As a youth hockey player, Will Ingemann felt drawn to the goalie position because of the unique pads. He removed them for the final time in his Wayzata varsity career last week, one game short of the state tournament.

This is not a sad story.

A three-year starter, Ingemann personified goaltending excellence. He allowed an average of less than two goals per game and stopped 92% of shots faced in 71 career games. He posted six shutouts in each of the past two seasons while facing one of the state's toughest schedules. And he signed with St. Thomas, becoming a rare goalie to make a Division I commitment while still in high school.

Ingemann is the Star Tribune Metro Player of the Year — the first goalie chosen for the award, which began in 1985.

"There's a light in him," said Pete Samargia, Wayzata goalie coach. "He cares about his teammates, and you get more out of yourself when you're not playing for yourself."

Samargia, who played at the University of Minnesota, owns Attitude Goaltending Inc. He emphasizes traits such as positive mind-set and strong work ethic. The latter is no problem for Ingemann.

Between the first day of the 2022-23 school year and the start of the varsity season, Ingemann took an economics class at Wayzata High School, then drove about an hour north to practice and play with the St. Cloud Norsemen of the North American Hockey League.

"It was a grind," Ingemann said. "But it was worth it."

Ever the eccentric goalie, Ingemann's varsity gameday routine was quite the production. He went to Subway whether he was hungry or not and ordered a sandwich, not on the menu, of chicken, cheese and spinach. Then he went home for a 20-minute nap. No more, no less. Then he took a cold shower. Teammate Brittan Alstead picked him up at 4:15 p.m. and would often wait for the perpetually late Ingemann. But no teammate leaves without the goalie.

Arriving at the Plymouth Ice Center, Ingemann repeated the hand-eye coordination drill he did at home. Then he stretched. Only then did he put on the pads and No. 1 Trojans jersey.

Samargia advises against rituals but promotes Ingemann's healthy routine.

"In about 20 years of working with goalies, there have been three or four with a mind-set like his," Samargia said. "There are no shortcuts with him. He is focused and intentional about competing. One thing you can't fake is a winner, and he can flat out win a game for you."
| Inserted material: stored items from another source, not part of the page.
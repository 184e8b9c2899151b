//! Command-line parsing for the synthetic price generator.
//!
//! The goal of this module is to keep **argument parsing** and **command
//! dispatch** separate from the calendar/model code. Dates and counts arrive
//! as strings here and are validated in `app.rs` before the core runs.

use clap::{Parser, Subcommand};

use crate::domain::{Commodity, CountryCode, Granularity};

/// Top-level CLI.
#[derive(Debug, Parser)]
#[command(
    name = "mktsim",
    version,
    about = "Synthetic intraday commodity price generator"
)]
pub struct Cli {
    #[command(subcommand)]
    pub command: Command,
}

/// CLI subcommands.
#[derive(Debug, Subcommand)]
pub enum Command {
    /// Generate a one-day price series for a country.
    ///
    /// With `--commodity` this uses the layered seasonal/peak/noise model;
    /// without it, the legacy country-level normal model.
    Prices(PricesArgs),
    /// Generate aligned power/natgas/crude series as one table.
    Table(TableArgs),
    /// Generate uniform random prices on [0, 100] (baseline utility).
    Random(RandomArgs),
}

/// Options shared by the series-producing commands.
#[derive(Debug, Parser, Clone)]
pub struct PricesArgs {
    /// Local calendar date, YYYY-MM-DD.
    #[arg(value_name = "DATE")]
    pub date: String,

    /// Country code (GB, FR, NL, DE).
    #[arg(value_enum, value_name = "COUNTRY")]
    pub country: CountryCode,

    /// Spacing of series points.
    #[arg(short = 'g', long, value_enum, default_value_t = Granularity::Hourly)]
    pub granularity: Granularity,

    /// Commodity model; omit for the legacy country-level model.
    #[arg(short = 'c', long, value_enum)]
    pub commodity: Option<Commodity>,

    /// Random seed; omitted means a fresh entropy seed.
    #[arg(long)]
    pub seed: Option<u64>,

    /// Print the generation runtime to stderr.
    #[arg(long)]
    pub timing: bool,
}

/// Options for the all-commodities table.
#[derive(Debug, Parser, Clone)]
pub struct TableArgs {
    /// Local calendar date, YYYY-MM-DD.
    #[arg(value_name = "DATE")]
    pub date: String,

    /// Country code (GB, FR, NL, DE).
    #[arg(value_enum, value_name = "COUNTRY")]
    pub country: CountryCode,

    /// Spacing of series points.
    #[arg(short = 'g', long, value_enum, default_value_t = Granularity::Hourly)]
    pub granularity: Granularity,

    /// Random seed; omitted means a fresh entropy seed.
    #[arg(long)]
    pub seed: Option<u64>,

    /// Draw all commodities from one noise stream instead of independent
    /// per-commodity streams.
    #[arg(long)]
    pub shared_noise: bool,

    /// Print the generation runtime to stderr.
    #[arg(long)]
    pub timing: bool,
}

/// Options for the uniform random baseline.
#[derive(Debug, Parser, Clone)]
pub struct RandomArgs {
    /// Number of prices to generate.
    #[arg(value_name = "NUM")]
    pub num: usize,

    /// Random seed; omitted means a fresh entropy seed.
    #[arg(long)]
    pub seed: Option<u64>,

    /// Print the generation runtime to stderr.
    #[arg(long)]
    pub timing: bool,
}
Ingemann allowed only 11 goals through the season's first eight games. Then in January he got downright stingy. Ingemann won the first five games of the new year by posting more shutouts (three) than goals allowed (two). Those three consecutive goose eggs counted toward a run of more than 170 consecutive minutes of scoreless play.

Then a 0-4-1 stretch followed, knocking Wayzata from its weekslong perch atop the Let's Play Hockey coaches poll. The challenging results led Ingemann, a captain as a peewee and bantam youth hockey player still wearing the "C" patch in high school, to call on his leadership.

He started by looking inward.

"I checked it with myself and realized I needed to get back to the mind-set of, 'You can't half want it. You've got to want the puck to hit you,'" said Ingemann, who added, "I'll even work out at home after a bad practice because any problems you are having won't fix themselves."

The season hit an end with a 2-1 loss to Edina in the section final.

Ingemann is not diminished in Samargia's eyes.

"I've coached him since he was a fourth-year mite," he said. "He doesn't take days off. He's legit."